** RECORDS SUPPLIED follows **

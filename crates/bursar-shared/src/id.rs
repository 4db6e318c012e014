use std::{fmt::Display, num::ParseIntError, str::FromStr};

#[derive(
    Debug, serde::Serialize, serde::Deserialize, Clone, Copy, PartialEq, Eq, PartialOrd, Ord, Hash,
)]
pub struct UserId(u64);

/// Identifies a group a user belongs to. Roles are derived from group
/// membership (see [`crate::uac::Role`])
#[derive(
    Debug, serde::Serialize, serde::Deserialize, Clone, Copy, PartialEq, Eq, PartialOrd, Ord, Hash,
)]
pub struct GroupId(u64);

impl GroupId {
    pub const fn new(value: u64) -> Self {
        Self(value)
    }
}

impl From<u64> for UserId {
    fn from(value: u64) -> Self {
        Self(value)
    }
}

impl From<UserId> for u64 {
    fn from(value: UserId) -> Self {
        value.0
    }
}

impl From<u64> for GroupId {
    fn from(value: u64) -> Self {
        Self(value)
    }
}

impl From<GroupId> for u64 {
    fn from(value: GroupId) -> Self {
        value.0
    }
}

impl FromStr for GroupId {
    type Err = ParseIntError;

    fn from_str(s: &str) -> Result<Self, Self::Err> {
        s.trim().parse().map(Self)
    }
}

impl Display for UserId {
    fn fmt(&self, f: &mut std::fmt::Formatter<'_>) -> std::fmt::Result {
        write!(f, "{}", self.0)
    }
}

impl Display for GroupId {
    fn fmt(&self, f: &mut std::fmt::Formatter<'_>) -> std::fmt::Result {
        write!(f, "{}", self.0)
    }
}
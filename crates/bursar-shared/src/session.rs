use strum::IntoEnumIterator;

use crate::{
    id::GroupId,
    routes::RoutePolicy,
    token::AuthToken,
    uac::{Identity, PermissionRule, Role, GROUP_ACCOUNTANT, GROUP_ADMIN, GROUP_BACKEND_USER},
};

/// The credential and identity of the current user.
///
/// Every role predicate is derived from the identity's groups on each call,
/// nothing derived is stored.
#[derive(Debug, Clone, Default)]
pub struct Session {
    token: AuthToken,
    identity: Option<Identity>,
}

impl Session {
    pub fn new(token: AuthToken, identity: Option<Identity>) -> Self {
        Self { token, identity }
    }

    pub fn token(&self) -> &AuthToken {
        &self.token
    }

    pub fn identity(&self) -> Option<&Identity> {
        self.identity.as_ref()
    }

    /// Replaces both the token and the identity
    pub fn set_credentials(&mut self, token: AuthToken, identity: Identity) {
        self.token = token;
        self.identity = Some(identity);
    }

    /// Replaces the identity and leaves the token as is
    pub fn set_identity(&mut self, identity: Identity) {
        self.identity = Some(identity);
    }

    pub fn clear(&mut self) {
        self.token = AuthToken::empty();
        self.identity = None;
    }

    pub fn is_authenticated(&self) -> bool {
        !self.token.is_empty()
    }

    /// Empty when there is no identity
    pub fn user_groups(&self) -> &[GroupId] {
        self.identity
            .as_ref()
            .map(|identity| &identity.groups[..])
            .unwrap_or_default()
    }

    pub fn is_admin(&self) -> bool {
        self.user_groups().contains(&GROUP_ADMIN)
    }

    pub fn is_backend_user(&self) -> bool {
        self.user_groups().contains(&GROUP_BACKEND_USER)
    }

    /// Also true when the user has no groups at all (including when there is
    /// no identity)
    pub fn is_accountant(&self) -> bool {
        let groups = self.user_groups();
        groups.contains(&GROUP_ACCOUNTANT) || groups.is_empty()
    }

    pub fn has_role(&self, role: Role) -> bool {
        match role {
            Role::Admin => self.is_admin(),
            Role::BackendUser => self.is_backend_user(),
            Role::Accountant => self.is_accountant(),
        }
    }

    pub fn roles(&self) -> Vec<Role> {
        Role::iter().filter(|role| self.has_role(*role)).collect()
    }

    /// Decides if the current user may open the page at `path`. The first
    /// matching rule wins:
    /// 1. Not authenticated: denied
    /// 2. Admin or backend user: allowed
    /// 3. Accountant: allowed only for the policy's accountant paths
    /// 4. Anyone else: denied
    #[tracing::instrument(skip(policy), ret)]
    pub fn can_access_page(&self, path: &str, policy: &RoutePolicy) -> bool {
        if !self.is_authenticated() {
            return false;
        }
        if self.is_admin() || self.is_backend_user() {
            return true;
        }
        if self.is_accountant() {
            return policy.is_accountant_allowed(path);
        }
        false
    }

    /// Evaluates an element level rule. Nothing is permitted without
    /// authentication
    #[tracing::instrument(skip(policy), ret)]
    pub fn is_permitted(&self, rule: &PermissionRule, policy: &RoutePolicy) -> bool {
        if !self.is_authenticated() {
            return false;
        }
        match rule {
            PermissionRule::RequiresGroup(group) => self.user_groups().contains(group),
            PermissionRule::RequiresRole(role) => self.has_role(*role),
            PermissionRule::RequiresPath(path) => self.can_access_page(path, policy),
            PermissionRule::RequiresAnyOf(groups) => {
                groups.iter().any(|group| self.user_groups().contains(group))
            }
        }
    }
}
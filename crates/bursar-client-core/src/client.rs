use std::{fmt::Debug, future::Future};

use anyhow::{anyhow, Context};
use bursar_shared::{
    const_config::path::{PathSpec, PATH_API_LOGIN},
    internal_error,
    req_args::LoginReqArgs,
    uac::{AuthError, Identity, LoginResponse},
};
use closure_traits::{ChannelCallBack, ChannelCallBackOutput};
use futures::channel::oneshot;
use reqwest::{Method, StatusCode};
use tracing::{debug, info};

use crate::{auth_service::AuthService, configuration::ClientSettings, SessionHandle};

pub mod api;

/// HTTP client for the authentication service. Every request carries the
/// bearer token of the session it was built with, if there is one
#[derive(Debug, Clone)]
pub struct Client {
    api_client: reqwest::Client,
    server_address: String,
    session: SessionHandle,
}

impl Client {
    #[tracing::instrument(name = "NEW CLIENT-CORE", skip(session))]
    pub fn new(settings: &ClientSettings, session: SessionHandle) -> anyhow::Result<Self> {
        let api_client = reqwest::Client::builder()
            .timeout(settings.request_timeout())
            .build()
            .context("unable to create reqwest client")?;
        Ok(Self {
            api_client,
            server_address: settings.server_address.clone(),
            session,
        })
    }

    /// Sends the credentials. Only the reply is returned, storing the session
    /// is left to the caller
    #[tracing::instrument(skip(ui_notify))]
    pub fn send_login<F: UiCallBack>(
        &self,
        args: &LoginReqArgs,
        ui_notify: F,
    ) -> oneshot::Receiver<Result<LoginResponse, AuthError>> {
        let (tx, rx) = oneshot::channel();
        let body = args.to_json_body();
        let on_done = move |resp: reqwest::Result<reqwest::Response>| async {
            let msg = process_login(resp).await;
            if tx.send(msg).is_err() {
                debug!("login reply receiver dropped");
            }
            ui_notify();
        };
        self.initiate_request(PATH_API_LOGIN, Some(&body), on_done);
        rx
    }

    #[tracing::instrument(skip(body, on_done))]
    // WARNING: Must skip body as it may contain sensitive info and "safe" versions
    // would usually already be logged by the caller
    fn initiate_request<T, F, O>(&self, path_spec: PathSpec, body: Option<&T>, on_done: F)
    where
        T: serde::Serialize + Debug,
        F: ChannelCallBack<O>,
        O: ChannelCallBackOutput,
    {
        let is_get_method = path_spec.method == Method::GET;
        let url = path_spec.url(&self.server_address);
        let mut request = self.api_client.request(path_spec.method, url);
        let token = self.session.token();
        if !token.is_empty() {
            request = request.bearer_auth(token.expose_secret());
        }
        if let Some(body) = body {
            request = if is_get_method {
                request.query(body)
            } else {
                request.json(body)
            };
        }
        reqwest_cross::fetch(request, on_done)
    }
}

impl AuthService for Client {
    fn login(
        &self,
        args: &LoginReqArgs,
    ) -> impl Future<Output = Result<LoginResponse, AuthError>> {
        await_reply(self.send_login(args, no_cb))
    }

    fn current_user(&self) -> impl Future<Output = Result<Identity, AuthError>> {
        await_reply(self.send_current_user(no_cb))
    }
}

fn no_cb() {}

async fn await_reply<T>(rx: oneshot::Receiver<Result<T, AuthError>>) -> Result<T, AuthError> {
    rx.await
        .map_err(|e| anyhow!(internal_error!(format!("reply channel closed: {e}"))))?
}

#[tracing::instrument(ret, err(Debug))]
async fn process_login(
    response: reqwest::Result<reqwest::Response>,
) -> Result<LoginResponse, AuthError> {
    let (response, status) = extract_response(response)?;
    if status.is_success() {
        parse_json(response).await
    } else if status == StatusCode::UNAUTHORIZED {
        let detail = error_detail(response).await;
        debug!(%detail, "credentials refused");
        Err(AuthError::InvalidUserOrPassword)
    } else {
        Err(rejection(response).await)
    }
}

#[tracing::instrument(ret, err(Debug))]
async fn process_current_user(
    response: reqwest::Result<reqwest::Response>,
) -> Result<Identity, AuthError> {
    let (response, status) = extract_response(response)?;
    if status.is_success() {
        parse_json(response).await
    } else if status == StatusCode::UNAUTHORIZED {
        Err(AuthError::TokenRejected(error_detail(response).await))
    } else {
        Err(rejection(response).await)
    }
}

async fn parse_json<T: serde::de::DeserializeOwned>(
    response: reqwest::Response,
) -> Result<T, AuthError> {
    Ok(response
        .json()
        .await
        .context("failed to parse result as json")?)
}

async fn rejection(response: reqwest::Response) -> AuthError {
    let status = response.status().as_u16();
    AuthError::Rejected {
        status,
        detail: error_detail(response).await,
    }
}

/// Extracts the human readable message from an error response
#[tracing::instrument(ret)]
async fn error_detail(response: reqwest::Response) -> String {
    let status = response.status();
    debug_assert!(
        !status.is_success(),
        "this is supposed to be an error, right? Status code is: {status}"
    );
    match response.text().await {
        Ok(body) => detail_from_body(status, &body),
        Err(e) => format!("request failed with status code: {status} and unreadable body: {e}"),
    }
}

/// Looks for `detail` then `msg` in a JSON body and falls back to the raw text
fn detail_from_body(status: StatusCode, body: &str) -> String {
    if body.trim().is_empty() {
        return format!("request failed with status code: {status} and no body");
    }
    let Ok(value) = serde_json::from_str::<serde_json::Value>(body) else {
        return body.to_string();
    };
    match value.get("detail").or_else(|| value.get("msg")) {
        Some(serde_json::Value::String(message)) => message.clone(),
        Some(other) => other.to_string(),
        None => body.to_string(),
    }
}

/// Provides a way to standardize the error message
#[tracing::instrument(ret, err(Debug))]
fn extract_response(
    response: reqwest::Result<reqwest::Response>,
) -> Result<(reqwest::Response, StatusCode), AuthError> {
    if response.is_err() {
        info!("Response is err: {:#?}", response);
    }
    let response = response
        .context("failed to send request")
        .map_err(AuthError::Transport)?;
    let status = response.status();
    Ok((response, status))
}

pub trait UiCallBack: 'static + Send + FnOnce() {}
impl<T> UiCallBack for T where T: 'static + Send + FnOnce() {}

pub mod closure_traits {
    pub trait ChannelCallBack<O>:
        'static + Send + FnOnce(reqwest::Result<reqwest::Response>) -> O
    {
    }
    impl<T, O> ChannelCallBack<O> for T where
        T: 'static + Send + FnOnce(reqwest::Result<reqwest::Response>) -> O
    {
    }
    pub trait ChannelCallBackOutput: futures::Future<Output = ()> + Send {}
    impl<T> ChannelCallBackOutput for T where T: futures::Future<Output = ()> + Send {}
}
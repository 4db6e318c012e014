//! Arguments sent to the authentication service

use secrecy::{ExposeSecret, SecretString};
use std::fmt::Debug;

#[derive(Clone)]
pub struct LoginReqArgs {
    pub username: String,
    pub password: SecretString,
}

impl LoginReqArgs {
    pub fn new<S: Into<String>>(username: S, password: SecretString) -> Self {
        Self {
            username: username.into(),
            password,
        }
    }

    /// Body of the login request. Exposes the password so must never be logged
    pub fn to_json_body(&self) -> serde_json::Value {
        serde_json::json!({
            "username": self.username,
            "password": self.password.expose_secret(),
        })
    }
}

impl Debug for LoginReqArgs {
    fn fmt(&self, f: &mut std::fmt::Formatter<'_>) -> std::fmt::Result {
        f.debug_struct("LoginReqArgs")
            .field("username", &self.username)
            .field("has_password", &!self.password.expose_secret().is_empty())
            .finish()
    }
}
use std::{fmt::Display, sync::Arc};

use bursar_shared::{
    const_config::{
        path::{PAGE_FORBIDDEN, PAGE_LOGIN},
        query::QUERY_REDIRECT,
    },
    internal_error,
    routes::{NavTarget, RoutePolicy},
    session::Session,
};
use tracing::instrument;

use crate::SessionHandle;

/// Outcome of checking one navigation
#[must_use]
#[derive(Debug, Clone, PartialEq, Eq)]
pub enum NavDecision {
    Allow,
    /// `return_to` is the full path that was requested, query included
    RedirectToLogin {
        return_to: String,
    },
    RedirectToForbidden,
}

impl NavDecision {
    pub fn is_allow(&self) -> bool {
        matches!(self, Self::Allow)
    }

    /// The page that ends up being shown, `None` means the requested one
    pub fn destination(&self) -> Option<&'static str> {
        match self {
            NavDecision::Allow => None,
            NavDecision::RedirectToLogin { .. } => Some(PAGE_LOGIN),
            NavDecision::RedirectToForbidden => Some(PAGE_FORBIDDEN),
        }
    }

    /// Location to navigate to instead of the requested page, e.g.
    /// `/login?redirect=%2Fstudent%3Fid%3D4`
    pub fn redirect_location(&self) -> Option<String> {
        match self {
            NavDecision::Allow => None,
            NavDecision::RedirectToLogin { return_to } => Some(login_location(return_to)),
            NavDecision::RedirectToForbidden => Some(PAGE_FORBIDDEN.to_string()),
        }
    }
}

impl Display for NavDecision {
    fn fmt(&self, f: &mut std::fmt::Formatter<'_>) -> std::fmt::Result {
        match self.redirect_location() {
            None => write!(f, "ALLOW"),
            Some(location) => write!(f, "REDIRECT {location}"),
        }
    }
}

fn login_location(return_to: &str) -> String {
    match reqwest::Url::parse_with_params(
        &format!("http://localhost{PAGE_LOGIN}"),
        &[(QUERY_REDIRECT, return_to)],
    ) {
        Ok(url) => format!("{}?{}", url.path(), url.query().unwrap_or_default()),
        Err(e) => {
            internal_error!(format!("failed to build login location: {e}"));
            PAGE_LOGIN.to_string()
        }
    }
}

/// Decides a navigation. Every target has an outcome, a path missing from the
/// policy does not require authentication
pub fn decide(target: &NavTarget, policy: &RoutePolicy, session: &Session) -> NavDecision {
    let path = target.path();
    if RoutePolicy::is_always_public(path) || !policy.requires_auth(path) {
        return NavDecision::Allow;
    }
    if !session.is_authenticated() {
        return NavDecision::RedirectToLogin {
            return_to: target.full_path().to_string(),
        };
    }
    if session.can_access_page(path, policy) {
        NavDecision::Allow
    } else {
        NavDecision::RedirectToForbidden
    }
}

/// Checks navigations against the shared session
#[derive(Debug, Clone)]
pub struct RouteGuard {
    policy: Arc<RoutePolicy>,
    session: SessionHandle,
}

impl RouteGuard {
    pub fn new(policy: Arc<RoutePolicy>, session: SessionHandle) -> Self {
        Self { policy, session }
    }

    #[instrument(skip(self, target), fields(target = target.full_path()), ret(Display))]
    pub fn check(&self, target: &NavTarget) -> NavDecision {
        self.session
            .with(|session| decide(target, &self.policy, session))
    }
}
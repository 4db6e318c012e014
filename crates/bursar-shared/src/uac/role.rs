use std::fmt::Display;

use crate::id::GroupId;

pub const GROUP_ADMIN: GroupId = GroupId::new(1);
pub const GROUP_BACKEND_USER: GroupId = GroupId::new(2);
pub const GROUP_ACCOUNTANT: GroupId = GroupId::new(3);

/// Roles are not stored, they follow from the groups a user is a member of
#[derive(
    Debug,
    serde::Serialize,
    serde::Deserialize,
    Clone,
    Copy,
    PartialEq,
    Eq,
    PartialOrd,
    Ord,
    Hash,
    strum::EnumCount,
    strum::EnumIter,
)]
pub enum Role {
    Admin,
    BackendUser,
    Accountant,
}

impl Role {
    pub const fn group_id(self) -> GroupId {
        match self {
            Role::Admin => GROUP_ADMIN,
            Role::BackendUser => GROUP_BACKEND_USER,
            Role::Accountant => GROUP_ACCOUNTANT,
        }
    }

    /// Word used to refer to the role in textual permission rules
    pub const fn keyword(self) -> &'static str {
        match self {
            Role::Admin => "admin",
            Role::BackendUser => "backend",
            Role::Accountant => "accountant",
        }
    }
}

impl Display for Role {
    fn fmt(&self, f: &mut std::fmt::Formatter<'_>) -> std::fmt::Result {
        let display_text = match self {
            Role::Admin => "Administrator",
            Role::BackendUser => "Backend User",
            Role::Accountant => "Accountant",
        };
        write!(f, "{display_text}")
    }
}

** End of RECORDS SUPPLIED **

▶ _PROBLEM DESCRIPTION_:
In the entries above, find the line holding "s.trim().parse().map(Self)" and the line holding "pub fn is_backend_user(&self)"; print both of them and every line between, exactly, and nothing else.

▶ _THE COMPLETED TASK_:
        s.trim().parse().map(Self)
    }
}

impl Display for UserId {
    fn fmt(&self, f: &mut std::fmt::Formatter<'_>) -> std::fmt::Result {
        write!(f, "{}", self.0)
    }
}

impl Display for GroupId {
    fn fmt(&self, f: &mut std::fmt::Formatter<'_>) -> std::fmt::Result {
        write!(f, "{}", self.0)
    }
}
filename crates/bursar-shared/src/session.rs
use strum::IntoEnumIterator;

use crate::{
    id::GroupId,
    routes::RoutePolicy,
    token::AuthToken,
    uac::{Identity, PermissionRule, Role, GROUP_ACCOUNTANT, GROUP_ADMIN, GROUP_BACKEND_USER},
};

/// The credential and identity of the current user.
///
/// Every role predicate is derived from the identity's groups on each call,
/// nothing derived is stored.
#[derive(Debug, Clone, Default)]
pub struct Session {
    token: AuthToken,
    identity: Option<Identity>,
}

impl Session {
    pub fn new(token: AuthToken, identity: Option<Identity>) -> Self {
        Self { token, identity }
    }

    pub fn token(&self) -> &AuthToken {
        &self.token
    }

    pub fn identity(&self) -> Option<&Identity> {
        self.identity.as_ref()
    }

    /// Replaces both the token and the identity
    pub fn set_credentials(&mut self, token: AuthToken, identity: Identity) {
        self.token = token;
        self.identity = Some(identity);
    }

    /// Replaces the identity and leaves the token as is
    pub fn set_identity(&mut self, identity: Identity) {
        self.identity = Some(identity);
    }

    pub fn clear(&mut self) {
        self.token = AuthToken::empty();
        self.identity = None;
    }

    pub fn is_authenticated(&self) -> bool {
        !self.token.is_empty()
    }

    /// Empty when there is no identity
    pub fn user_groups(&self) -> &[GroupId] {
        self.identity
            .as_ref()
            .map(|identity| &identity.groups[..])
            .unwrap_or_default()
    }

    pub fn is_admin(&self) -> bool {
        self.user_groups().contains(&GROUP_ADMIN)
    }

    pub fn is_backend_user(&self) -> bool {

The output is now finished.